Ok, so 40/19 = 2.1 and 12/3.89 = 3.08, or roughly 3.1.

That is Ms. Bottum’s arithmetic, clearly. What does that mean? She says it means a cheeseburger is cheaper than it was in 1948. I don’t think so….

If you want a read on whether a McD cheeseburger is cheaper for a buyer than it was in 1948, then you compare the rise in the price of a cheeseburger over the relevant time period with the rise in the general price index, known as the CPI. Or, even better, you compare the cheeseburger price rise with how much the average or median earnings of a worker have changed over that time period.

Doing the CPI calculation is easy. The US CPI stood at 24 in 1948 and at 330 at the start of 2026. So, the CPI went up by a factor of 330/24 = 13.75 over the relevant period, while the price of a cheeseburger went up by a factor of 3.89/0.19 = 20.47.

Sorry, Faith. From the viewpoint of a consumer, a McD cheeseburger has gone up in price at a much higher rate than the prices of consumer goods in general, making it a less good deal than other things a person might spend their money on, relative to what it was in 1948.

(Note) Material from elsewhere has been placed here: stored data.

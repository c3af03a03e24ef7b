//! Training configuration

use std::path::Path;

use serde::{Deserialize, Serialize};
use sgnsim_blocks::DatapathConfig;
use sgnsim_fixed_point::FixedFormat;

use crate::error::{Result, TrainError};

/// Wiring-time constants of a training run
#[derive(Debug, Clone, PartialEq, Serialize, Deserialize)]
pub struct TrainConfig {
    /// Embedding dimensionality
    #[serde(default = "default_embedding_dim")]
    pub embedding_dim: usize,

    /// Leaky rectifier slope, 0.0 for plain ReLU
    #[serde(default = "default_leaky_val")]
    pub leaky_val: f64,

    /// Learning rate
    #[serde(default = "default_rate_val")]
    pub rate_val: f64,

    /// Upper bound of the random fill returned for untrained embeddings
    #[serde(default = "default_emb_spread")]
    pub emb_spread: f64,

    /// Smoothing weight of the loss EMA
    #[serde(default = "default_ema_weight")]
    pub ema_weight: f64,

    /// Initial loss EMA
    #[serde(default = "default_ema_init")]
    pub ema_init: f64,

    /// Fixed-point range lower bound (inclusive)
    #[serde(default = "default_fix_min")]
    pub fix_min: f64,

    /// Fixed-point range upper bound (exclusive)
    #[serde(default = "default_fix_max")]
    pub fix_max: f64,

    /// Fixed-point resolution, a power of two
    #[serde(default = "default_fix_res")]
    pub fix_res: f64,

    /// Clock half period in time units
    #[serde(default = "default_half_period")]
    pub half_period: u64,

    /// Memory bank address bus width
    #[serde(default = "default_address_bits")]
    pub address_bits: u32,

    /// Seed for default fills and negative sampling
    #[serde(default = "default_seed")]
    pub seed: u64,

    /// Stop after this many training steps (runs forever if unset)
    #[serde(default)]
    pub max_steps: Option<u64>,
}

fn default_embedding_dim() -> usize { 3 }
fn default_leaky_val() -> f64 { 0.01 }
fn default_rate_val() -> f64 { 0.1 }
fn default_emb_spread() -> f64 { 0.1 }
fn default_ema_weight() -> f64 { 0.01 }
fn default_ema_init() -> f64 { 1.0 }
fn default_fix_min() -> f64 { -128.0 }
fn default_fix_max() -> f64 { 128.0 }
fn default_fix_res() -> f64 { 1.0 / 256.0 }
fn default_half_period() -> u64 { 5 }
fn default_address_bits() -> u32 { 24 }
fn default_seed() -> u64 { 42 }

impl Default for TrainConfig {
    fn default() -> Self {
        Self {
            embedding_dim: default_embedding_dim(),
            leaky_val: default_leaky_val(),
            rate_val: default_rate_val(),
            emb_spread: default_emb_spread(),
            ema_weight: default_ema_weight(),
            ema_init: default_ema_init(),
            fix_min: default_fix_min(),
            fix_max: default_fix_max(),
            fix_res: default_fix_res(),
            half_period: default_half_period(),
            address_bits: default_address_bits(),
            seed: default_seed(),
            max_steps: None,
        }
    }
}

impl TrainConfig {
    /// Load config from a JSON file; missing fields take their defaults
    pub fn from_json_file<P: AsRef<Path>>(path: P) -> Result<Self> {
        let content = std::fs::read_to_string(path)?;
        let config: Self = serde_json::from_str(&content)?;
        Ok(config)
    }

    /// Create config from environment variables
    pub fn from_env() -> Self {
        let mut config = Self::default();
        config.apply_env();
        config
    }

    /// Override fields from `SGNSIM_*` environment variables
    pub fn apply_env(&mut self) {
        fn parsed<T: std::str::FromStr>(name: &str) -> Option<T> {
            std::env::var(name).ok().and_then(|v| v.trim().parse().ok())
        }

        if let Some(v) = parsed("SGNSIM_EMBEDDING_DIM") {
            self.embedding_dim = v;
        }
        if let Some(v) = parsed("SGNSIM_LEAKY_VAL") {
            self.leaky_val = v;
        }
        if let Some(v) = parsed("SGNSIM_RATE_VAL") {
            self.rate_val = v;
        }
        if let Some(v) = parsed("SGNSIM_EMB_SPREAD") {
            self.emb_spread = v;
        }
        if let Some(v) = parsed("SGNSIM_EMA_WEIGHT") {
            self.ema_weight = v;
        }
        if let Some(v) = parsed("SGNSIM_HALF_PERIOD") {
            self.half_period = v;
        }
        if let Some(v) = parsed("SGNSIM_SEED") {
            self.seed = v;
        }
        if let Some(v) = parsed("SGNSIM_MAX_STEPS") {
            self.max_steps = Some(v);
        }
    }

    /// Format shared by every datapath signal
    pub fn fixed_format(&self) -> Result<FixedFormat> {
        Ok(FixedFormat::new(self.fix_min, self.fix_max, self.fix_res)?)
    }

    pub fn datapath(&self) -> Result<DatapathConfig> {
        Ok(DatapathConfig::new(
            self.embedding_dim,
            self.leaky_val,
            self.rate_val,
            self.fixed_format()?,
        )?)
    }

    /// Validate configuration
    pub fn validate(&self) -> Result<()> {
        if self.embedding_dim == 0 {
            return Err(TrainError::Config("embedding_dim must be at least 1".into()));
        }
        if self.half_period == 0 {
            return Err(TrainError::Config("half_period must be at least 1".into()));
        }
        if !(self.emb_spread > 0.0) || !self.emb_spread.is_finite() {
            return Err(TrainError::Config(format!(
                "emb_spread ({}) must be a positive number",
                self.emb_spread
            )));
        }
        if self.address_bits == 0 || self.address_bits > 63 {
            return Err(TrainError::Config(format!(
                "address_bits ({}) must be between 1 and 63",
                self.address_bits
            )));
        }

        let format = self.fixed_format()?;
        for (name, value) in [
            ("leaky_val", self.leaky_val),
            ("rate_val", self.rate_val),
            ("emb_spread", self.emb_spread),
            ("ema_weight", self.ema_weight),
            ("ema_init", self.ema_init),
        ] {
            if !value.is_finite() || value < format.min() || value >= format.max() {
                return Err(TrainError::Config(format!(
                    "{} ({}) lies outside the fixed-point range [{}, {})",
                    name,
                    value,
                    format.min(),
                    format.max()
                )));
            }
        }
        // Labels 0.0 and 1.0 must be representable
        if format.min() > 0.0 || format.max() <= 1.0 {
            return Err(TrainError::Config(format!(
                "fixed-point range [{}, {}) must contain 0 and 1",
                format.min(),
                format.max()
            )));
        }

        self.datapath()?;
        Ok(())
    }

    /// Check that every embedding address of a vocabulary fits the address bus
    pub fn check_vocab(&self, vocab_size: u64) -> Result<()> {
        let needed = (self.embedding_dim as u128) * (vocab_size as u128);
        let capacity = 1u128 << self.address_bits;
        if needed > capacity {
            return Err(TrainError::Config(format!(
                "vocabulary of {} words x {} dimensions needs {} addresses, bus holds {}",
                vocab_size, self.embedding_dim, needed, capacity
            )));
        }
        Ok(())
    }
}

(Yes, I know, very few people who bought McD cheeseburgers in 1948 are still around to do so today. I did not pick that year, Ms. Bottum did.)

Ms. Bottum ends her little piece with this:

Maybe this is why I’ve always had a fondness for the fast-food chain and its cheeseburger. It’s both delicious and a pretty good bang for your buck.

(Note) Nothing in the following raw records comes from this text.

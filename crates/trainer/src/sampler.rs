//! Skip-gram example stream

use serde::Serialize;

/// Whether an example is an observed pair or a sampled negative
#[derive(Debug, Clone, Copy, PartialEq, Eq, Serialize)]
#[serde(rename_all = "lowercase")]
pub enum SampleKind {
    Positive,
    Negative,
}

impl SampleKind {
    /// Target score for this kind of example
    pub fn label(self) -> f64 {
        match self {
            SampleKind::Positive => 1.0,
            SampleKind::Negative => 0.0,
        }
    }
}

impl std::fmt::Display for SampleKind {
    fn fmt(&self, f: &mut std::fmt::Formatter<'_>) -> std::fmt::Result {
        match self {
            SampleKind::Positive => write!(f, "positive"),
            SampleKind::Negative => write!(f, "negative"),
        }
    }
}

/// One training example
#[derive(Debug, Clone, Copy, PartialEq, Eq)]
pub struct Example {
    pub word: u64,
    pub context: u64,
    pub kind: SampleKind,
}

impl Example {
    pub fn positive(word: u64, context: u64) -> Self {
        Self {
            word,
            context,
            kind: SampleKind::Positive,
        }
    }

    pub fn negative(word: u64, context: u64) -> Self {
        Self {
            word,
            context,
            kind: SampleKind::Negative,
        }
    }

    pub fn label(&self) -> f64 {
        self.kind.label()
    }
}

/// Endless cursor over the adjacent pairs of every document.
///
/// Documents shorter than two tokens contribute no pairs. After the last
/// pair of the last document the cursor starts the next pass.
#[derive(Debug, Clone)]
pub struct PairCursor {
    documents: Vec<Vec<u64>>,
    doc: usize,
    pos: usize,
    pass: u64,
}

impl PairCursor {
    /// Returns `None` if no document has a pair
    pub fn new(documents: Vec<Vec<u64>>) -> Option<Self> {
        if !documents.iter().any(|d| d.len() >= 2) {
            return None;
        }
        Some(Self {
            documents,
            doc: 0,
            pos: 0,
            pass: 1,
        })
    }

    /// Pass of the most recently returned pair, starting at 1
    pub fn pass(&self) -> u64 {
        self.pass
    }

    pub fn next_pair(&mut self) -> Example {
        loop {
            if self.doc == self.documents.len() {
                self.doc = 0;
                self.pass += 1;
            }
            let doc = &self.documents[self.doc];
            if self.pos + 1 < doc.len() {
                let example = Example::positive(doc[self.pos], doc[self.pos + 1]);
                self.pos += 1;
                return example;
            }
            self.doc += 1;
            self.pos = 0;
        }
    }
}

#[cfg(test)]
mod tests {
    use super::*;

    #[test]
    fn test_pairs_in_order_across_passes() {
        let mut cursor = PairCursor::new(vec![vec![1, 2, 3], vec![4], vec![5, 6]]).unwrap();
        let mut seen = Vec::new();
        for _ in 0..6 {
            let ex = cursor.next_pair();
            let pass = cursor.pass();
            assert_eq!(ex.kind, SampleKind::Positive);
            seen.push((pass, ex.word, ex.context));
        }
        assert_eq!(
            seen,
            vec![
                (1, 1, 2),
                (1, 2, 3),
                (1, 5, 6),
                (2, 1, 2),
                (2, 2, 3),
                (2, 5, 6),
            ]
        );
    }

    #[test]
    fn test_no_pairs() {
        assert!(PairCursor::new(vec![]).is_none());
        assert!(PairCursor::new(vec![vec![7], vec![]]).is_none());
    }

    #[test]
    fn test_labels() {
        assert_eq!(Example::positive(1, 2).label(), 1.0);
        assert_eq!(Example::negative(1, 2).label(), 0.0);
        assert_eq!(
            serde_json::to_string(&SampleKind::Negative).unwrap(),
            "\"negative\""
        );
    }
}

Well, you may be fond of them, Faith, but your numbers do not support ‘good bang for your buck’.

Now, the calculation she presents is not useless, it just doesn’t tell us anything about the relative cheapness of a McD Cheeseburger today vs 1948. It does tell us something from the perspective of McD as a profit-seeking company.

In 1948, McD had to sell 2.1 cheeseburgers to pay for one hour’s wages for an employee. In 2026 it has to sell 3.1 cheeseburgers to cover one hour’s wages. That’s what Bottum’s numbers tell us, and I doubt that makes McD happy in any way. The reason for that is that the hourly wage McD must pay for its workers has gone up by a factor of $12/$0.4 = 30, much higher than the increase in the CPI over that period, which we calculated above as rising by a factor of only 13.75.

It’s actually kinda simple. If the wage you gotta pay workers by law goes up a lot, then you are gonna have to sell more stuff and/or at a higher price to pay that wage.

Ain’t economics fun?

Full Disclosure: My first-ever-real-job (paid by cheque, tax withholding, etc.) in 1968 was at McD’s. I earned $1.20/hr, and I recall a hamburger being $0.49 and a cheeseburger $0.59. On a busy Friday supper hour, there would be 15 or more pimply-faced teenagers in the restaurant cranking out burgers and fries to feed the masses. You will never see that many youngsters working in a McD’s at one time today.